As a side note, the Sun is a very calm reactor by Earthling's standards. The core's energy output is about $300\, W/m^3$, far too low for any practical fusion reactor on Earth. You need a chunk of the Sun's core $10^7\,m^3$ in size to match the power of a large coal-fueled electrical plant, and that's the volume of a ball about $300\,m$ in size. No way we could contain such a fireball at 15 million K; terrestrial fusion projects aim at much higher temperatures and thus reaction rates.
What radius are the nuclear reaction occurring at?
In the Sun while on the main sequence, all throughout the core. The core is essentially isolated against hydrogen supply from outer layers by the radiative zone, where the high thermal gradient stabilizes the gas against convection. As the Sun exhausts its fuel in the core, it transitions into the red giant phase (and the Sun will do it twice!). This happens when the core mostly turns into unburnable helium and cools down. What was previously the hydrogen-rich material in the radiative zone collapses on the surface of the helium core, and restarts the hydrogen reaction when its temperature reaches the ignition point. This reaction occurs only on the surface of the inner helium ball, in a spherical shell. There won't be any mixing mechanism this time that could disturb the inner inert ball.
All numbers come entirely off the top of my head, the best I could recall. Please double-check after me!
ADDENDUM October 2024. As the answer accumulates 10 upvotes, I re-read it, to avoid serious errors. In this answer, I couldn't find one, but it contains a hint that may lead to a major misunderstanding. The $C N O$ cycle in the Sun-mass star is a minor contributor to the energetics, and basically turns on when the star stability is perturbed significantly. In the major $pp$-cycle, helium sinks into the core, the core expands and the star heats up while on the main sequence. All stars do, from dwarfs to giants¹. The $C N O$-dominated star lives a much shorter life than the Sun; the $C N O$ corrective conflagrations in the Sun's core (unnoticeable from the surface) help a bit with the availability of H, but at the same time burn H$\to$He much more intensely. There's not a bump on the mass-lifetime graph of the main sequence stars around the solar mass.
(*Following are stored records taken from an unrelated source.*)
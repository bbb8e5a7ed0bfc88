// Copyright (c) 2026 Robert L. Snyder, Sierra Vista, AZ
// Licensed under the MIT License. See LICENSE file in the project root for details.

//! Time signatures and the 16th-note step grid.

use std::fmt;
use std::str::FromStr;

use serde::{Deserialize, Serialize};

/// A musical meter such as 4/4 or 6/8.
///
/// Serialized as the string `"N/D"` in catalogs and API responses.
#[derive(Debug, Clone, Copy, PartialEq, Eq, Hash, Serialize, Deserialize)]
#[serde(try_from = "String", into = "String")]
pub struct TimeSignature {
    pub numerator: u8,
    pub denominator: u8,
}

impl TimeSignature {
    pub const COMMON: TimeSignature = TimeSignature { numerator: 4, denominator: 4 };

    /// Create a time signature, rejecting denominators that are not 2, 4, 8 or 16
    pub fn new(numerator: u8, denominator: u8) -> Result<Self, String> {
        if numerator == 0 || numerator > 32 {
            return Err(format!("numerator out of range: {}", numerator));
        }
        if !matches!(denominator, 2 | 4 | 8 | 16) {
            return Err(format!("unsupported denominator: {}", denominator));
        }
        Ok(Self { numerator, denominator })
    }

    /// Number of 16th-note steps in one bar
    pub fn steps_per_bar(&self) -> u32 {
        self.numerator as u32 * 16 / self.denominator as u32
    }

    /// Ticks in one bar at the given resolution
    pub fn ticks_per_bar(&self, ppqn: u32) -> u64 {
        self.steps_per_bar() as u64 * ticks_per_step(ppqn)
    }

    /// Steps per beat, where the beat is the denominator's note value
    pub fn steps_per_beat(&self) -> u32 {
        (16 / self.denominator as u32).max(1)
    }

    /// Compound meters (6/8, 9/8, 12/8) group beats in threes
    pub fn is_compound(&self) -> bool {
        self.denominator == 8 && self.numerator % 3 == 0 && self.numerator > 3
    }
}

/// Ticks per 16th-note step
pub fn ticks_per_step(ppqn: u32) -> u64 {
    (ppqn as u64 / 4).max(1)
}

impl Default for TimeSignature {
    fn default() -> Self {
        Self::COMMON
    }
}

impl fmt::Display for TimeSignature {
    fn fmt(&self, f: &mut fmt::Formatter<'_>) -> fmt::Result {
        write!(f, "{}/{}", self.numerator, self.denominator)
    }
}

impl FromStr for TimeSignature {
    type Err = String;

    fn from_str(s: &str) -> Result<Self, Self::Err> {
        let (num, den) = s
            .trim()
            .split_once('/')
            .ok_or_else(|| format!("invalid time signature: {:?}", s))?;
        let num: u8 = num.trim().parse().map_err(|_| format!("invalid numerator in {:?}", s))?;
        let den: u8 = den.trim().parse().map_err(|_| format!("invalid denominator in {:?}", s))?;
        TimeSignature::new(num, den)
    }
}

impl TryFrom<String> for TimeSignature {
    type Error = String;

    fn try_from(value: String) -> Result<Self, Self::Error> {
        value.parse()
    }
}

impl From<TimeSignature> for String {
    fn from(ts: TimeSignature) -> Self {
        ts.to_string()
    }
}

#[cfg(test)]
mod tests {
    use super::*;

    #[test]
    fn test_steps_per_bar() {
        assert_eq!(TimeSignature::COMMON.steps_per_bar(), 16);
        assert_eq!(TimeSignature::new(3, 4).unwrap().steps_per_bar(), 12);
        assert_eq!(TimeSignature::new(6, 8).unwrap().steps_per_bar(), 12);
        assert_eq!(TimeSignature::new(7, 8).unwrap().steps_per_bar(), 14);
    }

    #[test]
    fn test_ticks_per_bar() {
        assert_eq!(TimeSignature::COMMON.ticks_per_bar(480), 1920);
        assert_eq!(TimeSignature::new(6, 8).unwrap().ticks_per_bar(480), 1440);
    }

    #[test]
    fn test_parse_and_display() {
        let ts: TimeSignature = "6/8".parse().unwrap();
        assert_eq!(ts, TimeSignature { numerator: 6, denominator: 8 });
        assert!(ts.is_compound());
        assert_eq!(ts.to_string(), "6/8");
        assert!("4-4".parse::<TimeSignature>().is_err());
        assert!("4/3".parse::<TimeSignature>().is_err());
        assert!("0/4".parse::<TimeSignature>().is_err());
    }

    #[test]
    fn test_serde_as_string() {
        let json = serde_json::to_string(&TimeSignature::COMMON).unwrap();
        assert_eq!(json, "\"4/4\"");
        let ts: TimeSignature = serde_json::from_str("\"12/8\"").unwrap();
        assert_eq!(ts.steps_per_bar(), 24);
        assert!(serde_json::from_str::<TimeSignature>("\"5/5\"").is_err());
    }
}
// Copyright (c) 2026 Robert L. Snyder, Sierra Vista, AZ
// Licensed under the MIT License. See LICENSE file in the project root for details.

//! Application configuration.
//!
//! `AppConfig` is read from YAML or TOML depending on the file extension.
//! Every field has a default, so an empty file (or no file) is valid.

pub mod watcher;

pub use watcher::{CatalogEvent, CatalogWatcher};

use std::fs;
use std::path::{Path, PathBuf};

use anyhow::{bail, Context, Result};
use serde::{Deserialize, Serialize};

use crate::engine::{EngineConfig, DEFAULT_PPQN};
use crate::neural::Hyperparameters;
use crate::orchestrator::BlendConfig;

/// Root configuration
#[derive(Debug, Clone, Serialize, Deserialize, PartialEq, Default)]
pub struct AppConfig {
    #[serde(default)]
    pub server: ServerConfig,
    #[serde(default)]
    pub paths: PathsConfig,
    #[serde(default)]
    pub generation: GenerationConfig,
    /// Model used for blending
    #[serde(default)]
    pub neural: BlendConfig,
    #[serde(default)]
    pub training: TrainingConfig,
    #[serde(default)]
    pub logging: LoggingConfig,
}

impl AppConfig {
    /// Load from a `.yaml`/`.yml` or `.toml` file
    pub fn load<P: AsRef<Path>>(path: P) -> Result<Self> {
        let path = path.as_ref();
        let contents = fs::read_to_string(path)
            .with_context(|| format!("Failed to read config file: {:?}", path))?;
        let ext = path
            .extension()
            .and_then(|e| e.to_str())
            .map(str::to_ascii_lowercase);
        let config = match ext.as_deref() {
            Some("yaml") | Some("yml") => Self::from_yaml(&contents)?,
            Some("toml") => Self::from_toml(&contents)?,
            _ => bail!("Unsupported config format {:?}: use .yaml, .yml or .toml", path),
        };
        config.validate()?;
        Ok(config)
    }

    /// Parse from a YAML string
    pub fn from_yaml(yaml: &str) -> Result<Self> {
        if yaml.trim().is_empty() {
            return Ok(Self::default());
        }
        serde_yaml::from_str(yaml).context("Failed to parse YAML configuration")
    }

    /// Parse from a TOML string
    pub fn from_toml(text: &str) -> Result<Self> {
        toml::from_str(text).context("Failed to parse TOML configuration")
    }

    /// Serialize to YAML
    pub fn to_yaml(&self) -> Result<String> {
        serde_yaml::to_string(self).context("Failed to serialize configuration to YAML")
    }

    /// Check value ranges serde cannot express
    pub fn validate(&self) -> Result<()> {
        let ppqn = self.generation.ppqn;
        if !(4..0x8000).contains(&ppqn) {
            bail!("generation.ppqn must be between 4 and 32767, got {}", ppqn);
        }
        if self.generation.max_bars == 0 {
            bail!("generation.max_bars must be positive");
        }
        if !(0.0..=1.0).contains(&self.neural.blend_factor) {
            bail!("neural.blend_factor must be within [0, 1], got {}", self.neural.blend_factor);
        }
        if self.neural.temperature <= 0.0 {
            bail!("neural.temperature must be positive");
        }
        let hp = &self.training.hyperparameters;
        if hp.context == 0 || hp.embedding == 0 || hp.hidden == 0 || hp.batch_size == 0 {
            bail!("training.hyperparameters sizes must be positive");
        }
        if hp.learning_rate <= 0.0 {
            bail!("training.hyperparameters.learning_rate must be positive");
        }
        Ok(())
    }

    /// Engine settings derived from the generation section
    pub fn engine_config(&self) -> EngineConfig {
        EngineConfig {
            ppqn: self.generation.ppqn,
            max_bars: self.generation.max_bars,
        }
    }
}

/// HTTP server settings
#[derive(Debug, Clone, Serialize, Deserialize, PartialEq)]
pub struct ServerConfig {
    /// Address to listen on
    #[serde(default = "default_bind")]
    pub bind: String,
}

fn default_bind() -> String {
    "127.0.0.1:8000".to_string()
}

impl Default for ServerConfig {
    fn default() -> Self {
        Self { bind: default_bind() }
    }
}

/// Filesystem locations
#[derive(Debug, Clone, Serialize, Deserialize, PartialEq)]
pub struct PathsConfig {
    /// Generated MIDI files
    #[serde(default = "default_output_dir")]
    pub output_dir: PathBuf,
    /// Model checkpoints
    #[serde(default = "default_models_dir")]
    pub models_dir: PathBuf,
    /// Custom genre catalog (YAML); built-in catalog when absent
    #[serde(default)]
    pub catalog: Option<PathBuf>,
    /// Reload the catalog when the file changes
    #[serde(default)]
    pub watch_catalog: bool,
}

fn default_output_dir() -> PathBuf {
    PathBuf::from("output")
}
fn default_models_dir() -> PathBuf {
    PathBuf::from("models")
}

impl Default for PathsConfig {
    fn default() -> Self {
        Self {
            output_dir: default_output_dir(),
            models_dir: default_models_dir(),
            catalog: None,
            watch_catalog: false,
        }
    }
}

/// Composition settings
#[derive(Debug, Clone, Serialize, Deserialize, PartialEq)]
pub struct GenerationConfig {
    /// Ticks per quarter note
    #[serde(default = "default_ppqn")]
    pub ppqn: u32,
    #[serde(default = "default_max_bars")]
    pub max_bars: u32,
    /// Bars used when a request omits them
    #[serde(default = "default_bars")]
    pub default_bars: i64,
}

fn default_ppqn() -> u32 {
    DEFAULT_PPQN
}
fn default_max_bars() -> u32 {
    512
}
fn default_bars() -> i64 {
    32
}

impl Default for GenerationConfig {
    fn default() -> Self {
        Self {
            ppqn: default_ppqn(),
            max_bars: default_max_bars(),
            default_bars: default_bars(),
        }
    }
}

/// Training defaults
#[derive(Debug, Clone, Serialize, Deserialize, PartialEq)]
pub struct TrainingConfig {
    /// Corpus directory used when a request omits one
    #[serde(default = "default_training_dir")]
    pub directory: PathBuf,
    #[serde(default = "default_epochs")]
    pub epochs: i64,
    #[serde(default)]
    pub hyperparameters: Hyperparameters,
}

fn default_training_dir() -> PathBuf {
    PathBuf::from("training_data")
}
fn default_epochs() -> i64 {
    50
}

impl Default for TrainingConfig {
    fn default() -> Self {
        Self {
            directory: default_training_dir(),
            epochs: default_epochs(),
            hyperparameters: Hyperparameters::default(),
        }
    }
}

/// Log output settings
#[derive(Debug, Clone, Serialize, Deserialize, PartialEq)]
pub struct LoggingConfig {
    /// `tracing` filter level: error, warn, info, debug or trace
    #[serde(default = "default_level")]
    pub level: String,
}

fn default_level() -> String {
    "info".to_string()
}

impl Default for LoggingConfig {
    fn default() -> Self {
        Self { level: default_level() }
    }
}
// Copyright (c) 2026 Robert L. Snyder, Sierra Vista, AZ
// Licensed under the MIT License. See LICENSE file in the project root for details.

//! Trainable next-token model over quantized note tokens.
//!
//! `NeuralModel` pairs a `Vocabulary` with a small feed-forward network.
//! Training is deterministic for a given corpus and seed; sampling is a
//! lazy iterator seeded per call.

pub mod checkpoint;
pub mod network;
pub mod tokens;

use std::sync::atomic::{AtomicBool, Ordering};
use std::sync::Arc;

use rand::seq::SliceRandom;
use rand_chacha::ChaCha8Rng;
use tracing::{debug, info};

use crate::engine::stream;
use crate::error::{ComposerError, Result};

pub use checkpoint::{
    validate_model_name, Checkpoint, CheckpointInfo, CheckpointStore, FileCheckpointStore,
    MemoryCheckpointStore, CHECKPOINT_FORMAT,
};
pub use network::{context_window, sample_index, Example, Hyperparameters, Network};
pub use tokens::{QuantizationConfig, Token, TokenClass, Vocabulary};

/// Shared flag for cooperative cancellation, checked at epoch boundaries
#[derive(Debug, Clone, Default)]
pub struct CancelFlag(Arc<AtomicBool>);

impl CancelFlag {
    pub fn new() -> Self {
        Self::default()
    }

    pub fn cancel(&self) {
        self.0.store(true, Ordering::SeqCst);
    }

    pub fn is_cancelled(&self) -> bool {
        self.0.load(Ordering::SeqCst)
    }

    pub fn reset(&self) {
        self.0.store(false, Ordering::SeqCst);
    }

    /// True when both handles control the same flag
    pub fn same_flag(&self, other: &CancelFlag) -> bool {
        Arc::ptr_eq(&self.0, &other.0)
    }
}

/// Summary of a training call
#[derive(Debug, Clone, PartialEq)]
pub struct TrainingResult {
    /// Mean cross-entropy per completed epoch
    pub epoch_losses: Vec<f32>,
    pub final_loss: f32,
    pub examples: usize,
    /// True when the cancel flag stopped training early
    pub cancelled: bool,
}

/// Vocabulary plus network weights
#[derive(Debug, Clone, PartialEq)]
pub struct NeuralModel {
    vocabulary: Vocabulary,
    hyperparameters: Hyperparameters,
    network: Network,
    loss_history: Vec<f32>,
    examples: usize,
    version: u64,
}

impl NeuralModel {
    pub fn new(vocabulary: Vocabulary, hyperparameters: Hyperparameters) -> Self {
        Self {
            network: Network::new(vocabulary.size(), &hyperparameters),
            vocabulary,
            hyperparameters,
            loss_history: Vec::new(),
            examples: 0,
            version: 0,
        }
    }

    pub fn vocabulary(&self) -> &Vocabulary {
        &self.vocabulary
    }

    pub fn hyperparameters(&self) -> &Hyperparameters {
        &self.hyperparameters
    }

    pub fn loss_history(&self) -> &[f32] {
        &self.loss_history
    }

    /// Checkpoint version this model was loaded from (0 if never saved)
    pub fn version(&self) -> u64 {
        self.version
    }

    fn build_examples(&self, sequences: &[Vec<Token>]) -> Vec<Example> {
        let context = self.hyperparameters.context;
        let mut examples = Vec::new();
        for sequence in sequences {
            let indices: Vec<usize> = sequence.iter().map(|&t| self.vocabulary.index(t)).collect();
            // The leading Bos is context only, never a target
            for i in 1..indices.len() {
                examples.push(Example {
                    context: context_window(&indices[..i], context),
                    target: indices[i],
                });
            }
        }
        examples
    }

    /// Train on token sequences for `epochs` passes
    pub fn train(&mut self, sequences: &[Vec<Token>], epochs: u32) -> Result<TrainingResult> {
        self.train_until(sequences, epochs, &CancelFlag::new())
    }

    /// Train, stopping at the next epoch boundary once `cancel` is set
    pub fn train_until(
        &mut self,
        sequences: &[Vec<Token>],
        epochs: u32,
        cancel: &CancelFlag,
    ) -> Result<TrainingResult> {
        if epochs == 0 {
            return Err(ComposerError::validation("epochs must be positive"));
        }
        let mut examples = self.build_examples(sequences);
        if examples.is_empty() {
            return Err(ComposerError::Training("no training data found".to_string()));
        }

        let hp = self.hyperparameters;
        let mut rng = stream(hp.seed, 1);
        let mut epoch_losses = Vec::with_capacity(epochs as usize);
        let mut cancelled = false;

        for epoch in 0..epochs {
            if cancel.is_cancelled() {
                cancelled = true;
                info!(epoch, "training cancelled");
                break;
            }
            examples.shuffle(&mut rng);
            let mut total = 0.0;
            for batch in examples.chunks(hp.batch_size.max(1)) {
                total += self.network.train_batch(batch, hp.learning_rate);
            }
            let loss = total / examples.len() as f32;
            info!(epoch = epoch + 1, epochs, loss, "epoch complete");
            epoch_losses.push(loss);
        }

        self.loss_history.extend_from_slice(&epoch_losses);
        self.examples = examples.len();
        Ok(TrainingResult {
            final_loss: epoch_losses.last().copied().unwrap_or(f32::NAN),
            epoch_losses,
            examples: examples.len(),
            cancelled,
        })
    }

    /// Next-token distribution over the whole vocabulary
    pub fn predict(&self, context: &[Token]) -> Vec<f32> {
        let indices: Vec<usize> = context.iter().map(|&t| self.vocabulary.index(t)).collect();
        self.network
            .probabilities(&context_window(&indices, self.network.context_size()))
    }

    /// Distribution restricted to one token class and renormalized
    pub fn predict_class(&self, context: &[Token], class: TokenClass) -> Vec<(Token, f32)> {
        let probs = self.predict(context);
        let range = self.vocabulary.class_range(class);
        let total: f32 = probs[range.clone()].iter().sum();
        range
            .filter_map(|i| {
                let p = if total > 0.0 { probs[i] / total } else { 0.0 };
                self.vocabulary.token(i).map(|t| (t, p))
            })
            .collect()
    }

    /// Lazily sample up to `length` tokens following `conditioning`.
    ///
    /// The iterator stops after emitting `Eos` or `length` tokens.
    pub fn sample(&self, conditioning: &[Token], length: usize, seed: u64) -> Sampler<'_> {
        let mut history: Vec<usize> = conditioning.iter().map(|&t| self.vocabulary.index(t)).collect();
        if history.is_empty() {
            history.push(self.vocabulary.index(Token::Bos));
        }
        Sampler {
            model: self,
            history,
            remaining: length,
            rng: stream(seed, 0),
            temperature: 1.0,
            finished: false,
        }
    }

    fn to_checkpoint(&self, model_name: &str) -> Checkpoint {
        Checkpoint {
            format: CHECKPOINT_FORMAT,
            model_name: model_name.to_string(),
            version: self.version,
            created_at: Checkpoint::now(),
            vocabulary: self.vocabulary,
            hyperparameters: self.hyperparameters,
            network: self.network.clone(),
            loss_history: self.loss_history.clone(),
            examples: self.examples,
        }
    }

    /// Persist weights and vocabulary under `model_name`
    pub fn save(&self, store: &dyn CheckpointStore, model_name: &str) -> Result<CheckpointInfo> {
        store.put(self.to_checkpoint(model_name))
    }

    /// Load the latest checkpoint for `model_name`
    pub fn load(store: &dyn CheckpointStore, model_name: &str) -> Result<Self> {
        let checkpoint = store.get(model_name)?;
        debug!(model = model_name, version = checkpoint.version, "checkpoint loaded");
        Ok(Self::from(checkpoint))
    }
}

impl From<Checkpoint> for NeuralModel {
    fn from(checkpoint: Checkpoint) -> Self {
        Self {
            vocabulary: checkpoint.vocabulary,
            hyperparameters: checkpoint.hyperparameters,
            network: checkpoint.network,
            loss_history: checkpoint.loss_history,
            examples: checkpoint.examples,
            version: checkpoint.version,
        }
    }
}

/// Lazy token sampler returned by `NeuralModel::sample`
pub struct Sampler<'a> {
    model: &'a NeuralModel,
    history: Vec<usize>,
    remaining: usize,
    rng: ChaCha8Rng,
    temperature: f32,
    finished: bool,
}

impl Sampler<'_> {
    /// Sharpen (< 1) or flatten (> 1) the distribution
    pub fn temperature(mut self, temperature: f32) -> Self {
        self.temperature = temperature.max(0.05);
        self
    }
}

impl Iterator for Sampler<'_> {
    type Item = Token;

    fn next(&mut self) -> Option<Token> {
        if self.finished || self.remaining == 0 {
            return None;
        }
        let network = &self.model.network;
        let mut probs = network.probabilities(&context_window(&self.history, network.context_size()));
        if (self.temperature - 1.0).abs() > f32::EPSILON {
            let exponent = 1.0 / self.temperature;
            for p in probs.iter_mut() {
                *p = p.powf(exponent);
            }
        }

        let index = sample_index(&probs, &mut self.rng);
        self.remaining -= 1;
        self.history.push(index);
        let token = self.model.vocabulary.token(index)?;
        if token == Token::Eos {
            self.finished = true;
        }
        Some(token)
    }

    fn size_hint(&self) -> (usize, Option<usize>) {
        if self.finished {
            (0, Some(0))
        } else {
            (0, Some(self.remaining))
        }
    }
}

#[cfg(test)]
mod tests {
    use super::*;
    use crate::engine::NoteEvent;

    fn small_model() -> NeuralModel {
        NeuralModel::new(
            Vocabulary::default(),
            Hyperparameters {
                hidden: 16,
                embedding: 8,
                ..Hyperparameters::default()
            },
        )
    }

    fn corpus() -> Vec<Vec<Token>> {
        let vocab = Vocabulary::default();
        let notes: Vec<NoteEvent> = (0..16)
            .map(|i| NoteEvent::new([60, 64, 67, 72][i % 4], 96, i as u64 * 240, 240))
            .collect();
        vec![vocab.encode_notes(&notes)]
    }

    #[test]
    fn test_train_reduces_loss() {
        let mut model = small_model();
        let result = model.train(&corpus(), 20).unwrap();
        assert_eq!(result.epoch_losses.len(), 20);
        assert!(!result.cancelled);
        assert!(result.final_loss < result.epoch_losses[0]);
        assert_eq!(model.loss_history().len(), 20);
    }

    #[test]
    fn test_training_is_deterministic() {
        let mut a = small_model();
        let mut b = small_model();
        a.train(&corpus(), 3).unwrap();
        b.train(&corpus(), 3).unwrap();
        assert_eq!(a, b);
    }

    #[test]
    fn test_train_rejects_empty_input() {
        let mut model = small_model();
        assert!(matches!(model.train(&corpus(), 0), Err(ComposerError::Validation(_))));
        let err = model.train(&[], 2).unwrap_err();
        assert_eq!(err.to_string(), "no training data found");
    }

    #[test]
    fn test_cancelled_training_stops_at_epoch_boundary() {
        let mut model = small_model();
        let before = model.clone();
        let cancel = CancelFlag::new();
        cancel.cancel();
        let result = model.train_until(&corpus(), 5, &cancel).unwrap();
        assert!(result.cancelled);
        assert!(result.epoch_losses.is_empty());
        assert_eq!(model.network, before.network);
    }

    #[test]
    fn test_sample_is_finite_and_seeded() {
        let mut model = small_model();
        model.train(&corpus(), 5).unwrap();
        let a: Vec<Token> = model.sample(&[Token::Bos], 32, 9).collect();
        let b: Vec<Token> = model.sample(&[Token::Bos], 32, 9).collect();
        assert!(a.len() <= 32);
        assert_eq!(a, b);
        assert_eq!(model.sample(&[], 0, 1).count(), 0);
        // Callers may stop early
        assert!(model.sample(&[Token::Bos], 100, 2).take(3).count() <= 3);
    }

    #[test]
    fn test_predict_class_normalized() {
        let model = small_model();
        let dist = model.predict_class(&[Token::Bos], TokenClass::Velocity);
        assert_eq!(dist.len(), 8);
        let sum: f32 = dist.iter().map(|(_, p)| p).sum();
        assert!((sum - 1.0).abs() < 1e-4);
        assert!(dist.iter().all(|(t, _)| t.class() == TokenClass::Velocity));
    }

    #[test]
    fn test_save_and_load() {
        let store = MemoryCheckpointStore::new();
        let mut model = small_model();
        model.train(&corpus(), 2).unwrap();
        let info = model.save(&store, "default").unwrap();
        assert_eq!(info.version, 1);

        let loaded = NeuralModel::load(&store, "default").unwrap();
        assert_eq!(loaded.version(), 1);
        assert_eq!(loaded.network, model.network);
        assert_eq!(loaded.predict(&[Token::Bos]), model.predict(&[Token::Bos]));
        assert!(matches!(
            NeuralModel::load(&store, "missing"),
            Err(ComposerError::ModelNotFound(_))
        ));
    }
}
Reading the original answer, I thought that the reader may get an impression that the Sun's mass is somehow optimal w.r.t. lifetime due to the $C N O$ cycle; this is not the case at all. The more $C N O$ cycle is at play in the $pp$-dominated star, the calmer is it in the long term, but this does not add to its longevity.
Another star vs. biological life factoid that perhaps belongs into the answer, as it is often misunderstood, is that the Sun has about $5\cdot10^9$ years before jumping off the main sequence due to H depletion. It is often incorrectly inferred that the Earth has about the same time of habitability. I hate to disappoint my reader, but recall that all stars heat up at the main sequence. Complex life has about 0.1 of this time before the surface becomes too hot, and primitive prokaryote life may survive underground twice as long. We, surface-dwelling eukaryotes, single- or multicellular, have "only" about $\approx$500 millions of years of survivable condition on Earth; and in $\approx$1 billion years, the planet's water will boil off, and it will be entirely dry to the depths where even simplest life would be possible.
These numbers are still truly astronomic in their scale; the first animal forms of life began colonising the Earth's surface less than 500 million years ago (470, to be exact), so we're not yet even in the middle of Earth's surface habitable period.